## TASK STATEMENT
Find every line in the records that holds the string "Override". Copy each one.

(Stored data entries)
◆ ◆ ◆ ◆ ◆ ◆ ◆
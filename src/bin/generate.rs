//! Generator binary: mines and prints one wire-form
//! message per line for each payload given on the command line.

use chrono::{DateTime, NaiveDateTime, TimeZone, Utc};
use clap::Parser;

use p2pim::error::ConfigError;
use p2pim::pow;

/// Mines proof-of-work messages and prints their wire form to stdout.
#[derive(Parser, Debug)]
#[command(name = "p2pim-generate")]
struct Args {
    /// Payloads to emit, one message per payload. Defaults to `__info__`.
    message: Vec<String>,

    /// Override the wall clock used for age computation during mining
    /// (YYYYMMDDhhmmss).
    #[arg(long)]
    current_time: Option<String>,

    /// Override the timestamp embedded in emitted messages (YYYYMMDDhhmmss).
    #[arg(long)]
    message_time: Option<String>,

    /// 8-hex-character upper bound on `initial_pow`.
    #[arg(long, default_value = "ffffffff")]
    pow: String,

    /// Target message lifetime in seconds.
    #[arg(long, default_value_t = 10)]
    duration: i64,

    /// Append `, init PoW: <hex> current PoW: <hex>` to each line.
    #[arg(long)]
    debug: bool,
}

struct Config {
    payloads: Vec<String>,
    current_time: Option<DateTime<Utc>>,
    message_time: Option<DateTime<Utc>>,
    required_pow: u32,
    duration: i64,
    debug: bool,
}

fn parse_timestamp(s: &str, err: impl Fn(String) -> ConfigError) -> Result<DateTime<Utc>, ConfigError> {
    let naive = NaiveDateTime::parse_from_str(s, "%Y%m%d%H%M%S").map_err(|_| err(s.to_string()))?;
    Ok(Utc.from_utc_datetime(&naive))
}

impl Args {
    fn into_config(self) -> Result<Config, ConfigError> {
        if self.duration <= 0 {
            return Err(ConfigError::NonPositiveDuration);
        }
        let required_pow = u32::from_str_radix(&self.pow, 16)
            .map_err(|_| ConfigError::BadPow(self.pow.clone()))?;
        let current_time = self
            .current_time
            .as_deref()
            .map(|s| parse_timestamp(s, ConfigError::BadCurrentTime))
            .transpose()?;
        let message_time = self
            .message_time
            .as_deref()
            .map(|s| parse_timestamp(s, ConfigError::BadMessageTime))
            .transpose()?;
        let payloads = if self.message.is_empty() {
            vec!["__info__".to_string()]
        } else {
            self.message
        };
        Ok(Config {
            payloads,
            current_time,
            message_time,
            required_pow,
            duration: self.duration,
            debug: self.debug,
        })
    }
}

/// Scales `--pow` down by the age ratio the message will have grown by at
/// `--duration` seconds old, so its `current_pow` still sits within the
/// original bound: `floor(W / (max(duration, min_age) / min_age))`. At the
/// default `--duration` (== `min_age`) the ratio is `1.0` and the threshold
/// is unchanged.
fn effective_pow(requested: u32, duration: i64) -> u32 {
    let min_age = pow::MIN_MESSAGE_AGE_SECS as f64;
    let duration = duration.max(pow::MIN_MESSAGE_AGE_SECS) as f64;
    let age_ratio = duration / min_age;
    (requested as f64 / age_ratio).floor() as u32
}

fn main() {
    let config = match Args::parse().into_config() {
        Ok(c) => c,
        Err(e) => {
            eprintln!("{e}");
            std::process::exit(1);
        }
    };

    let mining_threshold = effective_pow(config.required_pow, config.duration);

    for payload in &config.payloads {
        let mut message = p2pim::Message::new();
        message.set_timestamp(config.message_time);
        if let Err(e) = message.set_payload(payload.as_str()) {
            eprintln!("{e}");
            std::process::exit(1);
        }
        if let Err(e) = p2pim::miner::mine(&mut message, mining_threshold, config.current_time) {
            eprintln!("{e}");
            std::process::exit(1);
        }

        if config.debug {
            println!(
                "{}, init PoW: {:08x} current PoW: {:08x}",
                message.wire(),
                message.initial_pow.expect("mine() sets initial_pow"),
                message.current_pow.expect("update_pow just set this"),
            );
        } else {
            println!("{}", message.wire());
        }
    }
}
◆ ◆ ◆ ◆ ◆ ◆ ◆
## ANSWER TO THIS TASK
    /// Override the wall clock used for age computation during mining
    /// Override the timestamp embedded in emitted messages (YYYYMMDDhhmmss).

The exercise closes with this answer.